For a mask whose passband is on the broadside of array R100 (eg, as shown in FIGS. 8A-8C and 9A-9C), task T350 is, for example, a mask. If the sum or average of the scores is not less than (though otherwise) the threshold, or if the frequency components in at least (differently, more) minimum small subbands have a mask score of 1, then the first state (eg, High or " 1 ", otherwise configured to generate a coherency indication with a second state (e.g., low or " 0 "). For a mask whose passband is in the endfire direction of array R100, task T350 may be, for example, if the sum or average of the mask scores is not greater than (though, smaller) or greater than the threshold (or otherwise). Alternatively, if the frequency components in the smaller) maximum number of subbands have a mask score of 1, it may be configured to generate a coherency measurement having a first state, otherwise having a second state.
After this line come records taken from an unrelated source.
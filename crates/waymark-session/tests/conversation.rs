//! End-to-end turns: orchestrator events folded into a session.

use std::sync::Arc;

use axum::Json;
use axum::Router;
use axum::routing::get;
use futures::StreamExt;
use serde_json::json;
use tokio::net::TcpListener;
use waymark_agent::{HistoryMessage, Orchestrator, OrchestratorConfig, build_registry};
use waymark_core::mock::{MockError, MockProvider};
use waymark_core::test_helpers::{mock_for, text_stream, tool_call_stream};
use waymark_core::{ChatRole, StreamEvent, TurnEvent};
use waymark_places::{LocationSearch, LocationSearchConfig, RatingConfig, RatingLookup};
use waymark_session::{Role, Session, Status, TerminalMap, WireMessage};

async fn fake_nominatim() -> String {
    let router = Router::new().route(
        "/search",
        get(|| async {
            Json(json!([{
                "display_name": "Merlion Park",
                "geojson": {"type": "Point", "coordinates": [103.8545, 1.2868]}
            }]))
        }),
    );
    let listener = TcpListener::bind("127.0.0.1:0").await.unwrap();
    let addr = listener.local_addr().unwrap();
    tokio::spawn(async move {
        axum::serve(listener, router).await.unwrap();
    });
    format!("http://{addr}")
}

async fn orchestrator(mock: &Arc<MockProvider>) -> Orchestrator {
    let search = LocationSearch::new(LocationSearchConfig {
        base_url: fake_nominatim().await,
        ..Default::default()
    })
    .unwrap();
    let rating = RatingLookup::new(RatingConfig::default()).unwrap();
    Orchestrator::new(
        mock.clone(),
        build_registry(search, rating).unwrap(),
        OrchestratorConfig::default(),
    )
}

fn to_history(messages: Vec<WireMessage>) -> Vec<HistoryMessage> {
    messages
        .into_iter()
        .map(|m| HistoryMessage {
            role: match m.role {
                Role::User => ChatRole::User,
                Role::Assistant => ChatRole::Assistant,
                Role::System => ChatRole::System,
            },
            text: m.text,
        })
        .collect()
}

async fn run_turn(
    orchestrator: &Orchestrator,
    session: &mut Session<TerminalMap>,
    text: &str,
) -> Vec<TurnEvent> {
    let history = to_history(session.submit(text).unwrap());
    let events: Vec<TurnEvent> = orchestrator.handle(history).collect().await;
    for event in &events {
        session.apply(event.clone()).unwrap();
    }
    events
}

#[tokio::test]
async fn test_where_is_merlion_park() {
    let mock = Arc::new(mock_for("mock", "test-model"));
    mock.queue_stream(tool_call_stream(&[(
        "call_1",
        "search_location",
        json!({"query": "Merlion Park"}),
    )]));
    mock.queue_stream(text_stream(&[]));
    let orchestrator = orchestrator(&mock).await;
    let mut session = Session::new(TerminalMap::new());

    run_turn(&orchestrator, &mut session, "Where is Merlion Park").await;

    assert_eq!(session.state().status(), Status::Ready);
    let transcript = session.transcript();
    assert_eq!(
        transcript.last().unwrap().1,
        vec!["Found 1 location:\n1. Merlion Park"]
    );

    let map = session.map().surface().unwrap();
    assert_eq!(map.markers().len(), 1);
    assert_eq!(map.markers()[0].label, "Merlion Park");
    let (bounds, options) = map.viewport().unwrap();
    assert!((bounds.center().lng - 103.8545).abs() < 1e-9);
    assert_eq!(options.padding, 50);
    assert_eq!(map.fit_count(), 1);
}

#[tokio::test]
async fn test_japanese_food_is_text_only() {
    let mock = Arc::new(mock_for("mock", "test-model"));
    mock.queue_stream(text_stream(&["Try Ramen Keisuke Tonkotsu King ", "at Tanjong Pagar."]));
    let orchestrator = orchestrator(&mock).await;
    let mut session = Session::new(TerminalMap::new());

    let events = run_turn(&orchestrator, &mut session, "japanese food").await;

    assert!(!events.iter().any(|e| matches!(e, TurnEvent::ToolInputStart { .. })));
    assert_eq!(
        session.transcript().last().unwrap().1,
        vec!["Try Ramen Keisuke Tonkotsu King at Tanjong Pagar."]
    );
    let map = session.map().surface().unwrap();
    assert!(map.markers().is_empty());
    assert!(map.viewport().is_none());
}

#[tokio::test]
async fn test_model_failure_mid_stream_keeps_partial_text() {
    let mock = Arc::new(mock_for("mock", "test-model"));
    mock.queue_stream_results(vec![
        Ok(StreamEvent::TextDelta("Merlion Park sits at".into())),
        Err(MockError::Http {
            status: None,
            message: "connection reset".into(),
        }),
    ]);
    let orchestrator = orchestrator(&mock).await;
    let mut session = Session::new(TerminalMap::new());

    let events = run_turn(&orchestrator, &mut session, "Where is Merlion Park").await;

    assert!(matches!(events.last(), Some(TurnEvent::Error { .. })));
    assert_eq!(session.state().status(), Status::Error);
    assert!(session.state().last_error().unwrap().contains("connection reset"));
    assert_eq!(
        session.transcript().last().unwrap().1,
        vec!["Merlion Park sits at"]
    );
    assert!(session.submit("retry").is_err());
}

#[tokio::test]
async fn test_repeated_search_does_not_redraw() {
    let mock = Arc::new(mock_for("mock", "test-model"));
    for id in ["call_1", "call_2"] {
        mock.queue_stream(tool_call_stream(&[(
            id,
            "search_location",
            json!({"query": "Merlion Park"}),
        )]));
        mock.queue_stream(text_stream(&["Here it is."]));
    }
    let orchestrator = orchestrator(&mock).await;
    let mut session = Session::new(TerminalMap::new());

    run_turn(&orchestrator, &mut session, "Where is Merlion Park").await;
    run_turn(&orchestrator, &mut session, "Merlion Park again please").await;

    // Same features in a new message: propagated, but the map skips the
    // identical list.
    let map = session.map().surface().unwrap();
    assert_eq!(map.markers().len(), 1);
    assert_eq!(map.fit_count(), 1);

    // The second request carried the first turn's text.
    let second = &mock.recorded_calls()[2];
    let texts: Vec<String> = second.messages.iter().map(|m| m.joined_text()).collect();
    assert!(texts.contains(&"Where is Merlion Park".to_owned()));
    assert!(texts.contains(&"Here it is.".to_owned()));
}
Task T350 may be configured to use the same threshold for each subband or use a different threshold for each of two or more (possibly all) of the subbands. Each threshold may be heuristically determined and it may be desirable to vary the threshold over time depending on one or more factors such as passband width, one or more characteristics of the signal (eg, SNR, noise floor), and the like. (The same principles apply to the maximum and minimum numbers mentioned in the previous paragraph).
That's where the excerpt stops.